▸ Dataset:
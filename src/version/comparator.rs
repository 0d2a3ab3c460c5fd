//! Version ordering abstraction
//!
//! Components may order their versions differently, so every query takes a
//! comparator instead of relying on an ordering built into [`Version`].

use std::cmp::Ordering;
use std::fmt;
use std::str::FromStr;

use serde::{Deserialize, Serialize};

use crate::version::comparators::{MavenComparator, SemverComparator};
use crate::version::types::{Segments, Version};

/// Trait for a total order over versions plus their semantic decomposition
///
/// Implementations must be consistent (antisymmetric, transitive) and match
/// the "increasing version order" of the metadata they are used with.
pub trait VersionComparator: Send + Sync {
    /// Returns the kind of ordering this comparator implements
    fn kind(&self) -> ComparatorKind;

    fn compare(&self, a: &Version, b: &Version) -> Ordering;

    /// Whether the version is an unstable, in-progress build
    fn is_snapshot(&self, version: &Version) -> bool;

    /// Numeric `major.minor.incremental` segments used to build update
    /// ranges, or None when the version cannot be decomposed
    fn segments(&self, version: &Version) -> Option<Segments> {
        version.segments()
    }

    fn is_newer(&self, candidate: &Version, than: &Version) -> bool {
        self.compare(candidate, than) == Ordering::Greater
    }
}

/// Selectable comparison rules
#[derive(Debug, Clone, Copy, Default, PartialEq, Eq, Hash, Serialize, Deserialize)]
#[serde(rename_all = "lowercase")]
pub enum ComparatorKind {
    /// Maven-style ordering with qualifier precedence
    #[default]
    Maven,
    /// Plain numeric triple ordering with semver pre-release rules
    Semver,
}

static MAVEN: MavenComparator = MavenComparator;
static SEMVER: SemverComparator = SemverComparator;

impl ComparatorKind {
    pub fn as_str(&self) -> &'static str {
        match self {
            ComparatorKind::Maven => "maven",
            ComparatorKind::Semver => "semver",
        }
    }

    /// The shared comparator instance for this kind
    pub fn comparator(&self) -> &'static dyn VersionComparator {
        match self {
            ComparatorKind::Maven => &MAVEN,
            ComparatorKind::Semver => &SEMVER,
        }
    }
}

impl fmt::Display for ComparatorKind {
    fn fmt(&self, f: &mut fmt::Formatter<'_>) -> fmt::Result {
        f.write_str(self.as_str())
    }
}

impl FromStr for ComparatorKind {
    type Err = ();

    fn from_str(s: &str) -> Result<Self, Self::Err> {
        match s {
            "maven" => Ok(ComparatorKind::Maven),
            "semver" => Ok(ComparatorKind::Semver),
            _ => Err(()),
        }
    }
}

▸ What you have to do:
Without leaving anything out, repeat every entry shown above.

▸ Answer section:
filename src/version/comparator.rs
repository 0d2a3ab3c460c5fd
//! Version ordering abstraction
//!
//! Components may order their versions differently, so every query takes a
//! comparator instead of relying on an ordering built into [`Version`].

use std::cmp::Ordering;
use std::fmt;
use std::str::FromStr;

use serde::{Deserialize, Serialize};

use crate::version::comparators::{MavenComparator, SemverComparator};
use crate::version::types::{Segments, Version};

/// Trait for a total order over versions plus their semantic decomposition
///
/// Implementations must be consistent (antisymmetric, transitive) and match
/// the "increasing version order" of the metadata they are used with.
pub trait VersionComparator: Send + Sync {
    /// Returns the kind of ordering this comparator implements
    fn kind(&self) -> ComparatorKind;

    fn compare(&self, a: &Version, b: &Version) -> Ordering;

    /// Whether the version is an unstable, in-progress build
    fn is_snapshot(&self, version: &Version) -> bool;

    /// Numeric `major.minor.incremental` segments used to build update
    /// ranges, or None when the version cannot be decomposed
    fn segments(&self, version: &Version) -> Option<Segments> {
        version.segments()
    }

    fn is_newer(&self, candidate: &Version, than: &Version) -> bool {
        self.compare(candidate, than) == Ordering::Greater
    }
}

/// Selectable comparison rules
#[derive(Debug, Clone, Copy, Default, PartialEq, Eq, Hash, Serialize, Deserialize)]
#[serde(rename_all = "lowercase")]
pub enum ComparatorKind {
    /// Maven-style ordering with qualifier precedence
    #[default]
    Maven,
    /// Plain numeric triple ordering with semver pre-release rules
    Semver,
}

static MAVEN: MavenComparator = MavenComparator;
static SEMVER: SemverComparator = SemverComparator;

impl ComparatorKind {
    pub fn as_str(&self) -> &'static str {
        match self {
            ComparatorKind::Maven => "maven",
            ComparatorKind::Semver => "semver",
        }
    }

    /// The shared comparator instance for this kind
    pub fn comparator(&self) -> &'static dyn VersionComparator {
        match self {
            ComparatorKind::Maven => &MAVEN,
            ComparatorKind::Semver => &SEMVER,
        }
    }
}

impl fmt::Display for ComparatorKind {
    fn fmt(&self, f: &mut fmt::Formatter<'_>) -> fmt::Result {
        f.write_str(self.as_str())
    }
}

impl FromStr for ComparatorKind {
    type Err = ();

    fn from_str(s: &str) -> Result<Self, Self::Err> {
        match s {
            "maven" => Ok(ComparatorKind::Maven),
            "semver" => Ok(ComparatorKind::Semver),
            _ => Err(()),
        }
    }
}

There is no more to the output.